Les pesticides peuvent agir seuls, même à faible dose, non détectable par les méthodologies les plus performantes. Ils peuvent également agir de manière combinée, ce qu'on appelle des « effets cocktails ». Ces synergies provoquent un effet total bien supérieur à la somme des deux effets des substances prises séparément, du type 1+1 = 10. Les effets de potentialisation nous inquiètent particulièrement : les substances n'ont pas d'effet individuellement mais produisent un mélange explosif, du type 0+0 = 1000. Cette association totalement imprévisible inquiète le plus les toxicologues. Les pesticides peuvent agir avec des agents pathogènes : les champignons, comme le montrait une étude de l'Inra en 2010, les virus ou les bactéries. Ce sont des interactions toxico-pathologiques. Ces actions peuvent se produire à bas bruit : aucune action du pesticide, aucune action du pathogène, mais le mélange des deux est explosif...

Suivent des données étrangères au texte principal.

//! The full surface comparison pipeline.
//!
//! Orchestrates the other components in a fixed sequence: sample both
//! meshes, normalize scale, coarse-align by features, refine by
//! probabilistic registration, re-sample densely, compute divergence
//! fields in both directions, and cluster defects in both directions.
//! Every `compare` call works on its own copies; the input meshes are
//! never mutated.

use nalgebra::Point3;
use tracing::info;

use crate::defects::{cluster_defects_with, DefectCluster, OutlierParams};
use crate::divergence::{divergence_field, mean_pairwise_distance, DivergenceField};
use crate::error::CompareResult;
use crate::extremal::extremal_pair;
use crate::features::{register_features, FeatureParams};
use crate::refine::{refine_alignment, ProgressHook, RefineParams};
use crate::sample::sample_surface;
use crate::transform::RigidTransform;
use crate::types::{Mesh, PointSet};

/// Voxel size divisor: the feature-search voxel edge is the mean pairwise
/// sample distance divided by this. Empirically chosen in the lineage of
/// this pipeline; overridable, not derived.
pub const VOXEL_DIVISOR: f64 = 24.0;

/// Clustering radius multiplier over the mean sample spacing. Empirical,
/// like [`VOXEL_DIVISOR`].
pub const CLUSTER_SPACING_FACTOR: f64 = 3.0;

/// The clustering radius handed to the defect clusterer is the spacing
/// product divided by this.
pub const CLUSTER_RADIUS_HALVING: f64 = 2.0;

/// Parameters for a comparison run.
#[derive(Debug, Clone)]
pub struct CompareParams {
    /// Sample count per mesh for alignment.
    pub alignment_samples: usize,

    /// Sample count per mesh for divergence computation.
    pub divergence_samples: usize,

    /// See [`VOXEL_DIVISOR`].
    pub voxel_divisor: f64,

    /// See [`CLUSTER_SPACING_FACTOR`].
    pub cluster_spacing_factor: f64,

    /// Coarse registration parameters.
    pub features: FeatureParams,

    /// Refinement registration parameters.
    pub refine: RefineParams,

    /// Statistical outlier removal inside the clusterer.
    pub outliers: OutlierParams,
}

impl Default for CompareParams {
    fn default() -> Self {
        Self {
            alignment_samples: 2000,
            divergence_samples: 6000,
            voxel_divisor: VOXEL_DIVISOR,
            cluster_spacing_factor: CLUSTER_SPACING_FACTOR,
            features: FeatureParams::default(),
            refine: RefineParams::default(),
            outliers: OutlierParams::default(),
        }
    }
}

impl CompareParams {
    /// Set the alignment sample count.
    pub fn with_alignment_samples(mut self, count: usize) -> Self {
        self.alignment_samples = count.max(1);
        self
    }

    /// Set the divergence sample count.
    pub fn with_divergence_samples(mut self, count: usize) -> Self {
        self.divergence_samples = count.max(1);
        self
    }

    /// Set the refinement parameters.
    pub fn with_refine(mut self, refine: RefineParams) -> Self {
        self.refine = refine;
        self
    }

    /// Set the coarse registration parameters.
    pub fn with_features(mut self, features: FeatureParams) -> Self {
        self.features = features;
        self
    }
}

/// Everything a presentation layer needs from one comparison run.
#[derive(Debug)]
pub struct ComparisonResult {
    /// The source mesh after alignment onto the target.
    pub aligned_source: Mesh,

    /// Divergence per aligned source vertex, against the dense target
    /// sample.
    pub forward_field: DivergenceField,

    /// Divergence per target vertex, against the dense aligned-source
    /// sample.
    pub backward_field: DivergenceField,

    /// Defects present on the source but not the target (additions).
    pub forward_clusters: Vec<DefectCluster>,

    /// Defects present on the target but not the source (omissions).
    pub backward_clusters: Vec<DefectCluster>,

    /// Composed transform mapping original source coordinates onto the
    /// target frame (normalization, coarse, and refinement).
    pub transform: RigidTransform,

    /// Source sample diameter before normalization.
    pub source_diameter: f64,

    /// Target sample diameter.
    pub target_diameter: f64,

    /// Whether refinement converged before its iteration cap.
    pub refine_converged: bool,

    /// Refinement iterations performed.
    pub refine_iterations: usize,
}

/// Compute the scale-normalization transform for a source sample set:
/// translate by the extremal-pair midpoint, then scale so the source
/// diameter matches the target diameter.
///
/// Returns the transform together with (source_diameter, target_diameter).
pub fn normalization_transform(
    source_samples: &PointSet,
    target_samples: &PointSet,
) -> CompareResult<(RigidTransform, f64, f64)> {
    let (s1, s2) = extremal_pair(&source_samples.points)?;
    let (t1, t2) = extremal_pair(&target_samples.points)?;

    let source_diameter = (s2 - s1).norm();
    let target_diameter = (t2 - t1).norm();
    let center = Point3::from((s1.coords + s2.coords) / 2.0);
    let scale = target_diameter / source_diameter;

    // p' = s * (p - center)
    let transform = RigidTransform {
        scale,
        rotation: nalgebra::UnitQuaternion::identity(),
        translation: -center.coords * scale,
    };

    Ok((transform, source_diameter, target_diameter))
}

/// Compare a source mesh against a target mesh.
///
/// `tolerance` is the divergence (in target units) above which a point
/// counts as defective. Fatal errors abort the run; a refinement that hits
/// its iteration cap proceeds with its best estimate.
pub fn compare(
    source: &Mesh,
    target: &Mesh,
    tolerance: f64,
    params: &CompareParams,
) -> CompareResult<ComparisonResult> {
    compare_with_progress(source, target, tolerance, params, None)
}

/// [`compare`] with a progress hook forwarded to the refinement stage.
pub fn compare_with_progress(
    source: &Mesh,
    target: &Mesh,
    tolerance: f64,
    params: &CompareParams,
    on_progress: Option<ProgressHook<'_>>,
) -> CompareResult<ComparisonResult> {
    source.validate()?;
    target.validate()?;

    // Working copy; the caller's meshes are never touched.
    let mut working = source.clone();

    info!(
        source_vertices = working.vertex_count(),
        target_vertices = target.vertex_count(),
        tolerance,
        "starting surface comparison"
    );

    let mut source_samples = sample_surface(&working, params.alignment_samples)?;
    let target_samples = sample_surface(target, params.alignment_samples)?;

    // Scale normalization: registration feature radii are scale-sensitive.
    let (normalize, source_diameter, target_diameter) =
        normalization_transform(&source_samples, &target_samples)?;
    normalize.transform_points(&mut source_samples.points);
    apply_to_mesh(&mut working, &normalize)?;

    let spacing = mean_pairwise_distance(&source_samples.points);
    let voxel_size = spacing / params.voxel_divisor;

    info!(
        source_diameter,
        target_diameter, spacing, voxel_size, "normalized; starting coarse alignment"
    );

    let coarse = register_features(&source_samples, &target_samples, voxel_size, &params.features)?;
    coarse.transform_points(&mut source_samples.points);
    apply_to_mesh(&mut working, &coarse)?;

    info!("coarse alignment done; refining");

    let refined = refine_alignment(&source_samples, &target_samples, &params.refine, on_progress)?;
    apply_to_mesh(&mut working, &refined.transform)?;

    info!(
        iterations = refined.iterations,
        converged = refined.converged,
        "refinement done; computing divergence"
    );

    // Dense re-sampling of the aligned surfaces for the distance fields.
    let source_dense = sample_surface(&working, params.divergence_samples)?;
    let target_dense = sample_surface(target, params.divergence_samples)?;

    let source_vertices = PointSet::from_mesh(&working);
    let target_vertices = PointSet::from_mesh(target);

    let forward_field = divergence_field(&source_vertices, &target_dense)?;
    let backward_field = divergence_field(&target_vertices, &source_dense)?;

    // Clustering radius scaled by sample spacing and the density ratio,
    // preserved from the pipeline's lineage (see DESIGN notes).
    let density_ratio = params.alignment_samples as f64
        / source_vertices.len().min(target_vertices.len()) as f64;
    let cluster_radius =
        params.cluster_spacing_factor * spacing * density_ratio / CLUSTER_RADIUS_HALVING;

    let forward_clusters = cluster_defects_with(
        &source_vertices,
        &forward_field,
        tolerance,
        cluster_radius,
        &params.outliers,
    );
    let backward_clusters = cluster_defects_with(
        &target_vertices,
        &backward_field,
        tolerance,
        cluster_radius,
        &params.outliers,
    );

    info!(
        forward = forward_clusters.len(),
        backward = backward_clusters.len(),
        "comparison complete"
    );

    let transform = normalize.then(&coarse).then(&refined.transform);

    Ok(ComparisonResult {
        aligned_source: working,
        forward_field,
        backward_field,
        forward_clusters,
        backward_clusters,
        transform,
        source_diameter,
        target_diameter,
        refine_converged: refined.converged,
        refine_iterations: refined.iterations,
    })
}

/// Replace a mesh's vertices with their transformed positions.
fn apply_to_mesh(mesh: &mut Mesh, transform: &RigidTransform) -> CompareResult<()> {
    let moved: Vec<Point3<f64>> = mesh
        .vertices
        .iter()
        .map(|p| transform.transform_point(p))
        .collect();
    mesh.set_vertices(moved)
}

Les interactions environnementales entre les pesticides et les pathogènes dans notre nourriture sont préoccupantes, et notamment l'action des fongicides qui peuvent moduler l'action de deux classes d'insecticides : les néonicotinoïdes, en voie d'interdiction, et les pyréthrinoïdes sur lesquels nous alertons depuis trente ans. Les fongicides peuvent synergiser les actions de ces deux classes de pesticides, et les néonicotinoïdes peuvent modifier l'immunité et favoriser le développement de pathogènes. Ces pathogènes peuvent affaiblir l'abeille, de façon à ce qu'elle ne soit plus sensible à ces fameux pesticides, y compris aux fongicides. Lorsque la ressource énergétique est rare ou l'alimentation pauvre, cela favorise le développement des pathogènes et la sensibilité aux pesticides. C'est donc un cercle infernal, qui explique ce déclin des abeilles.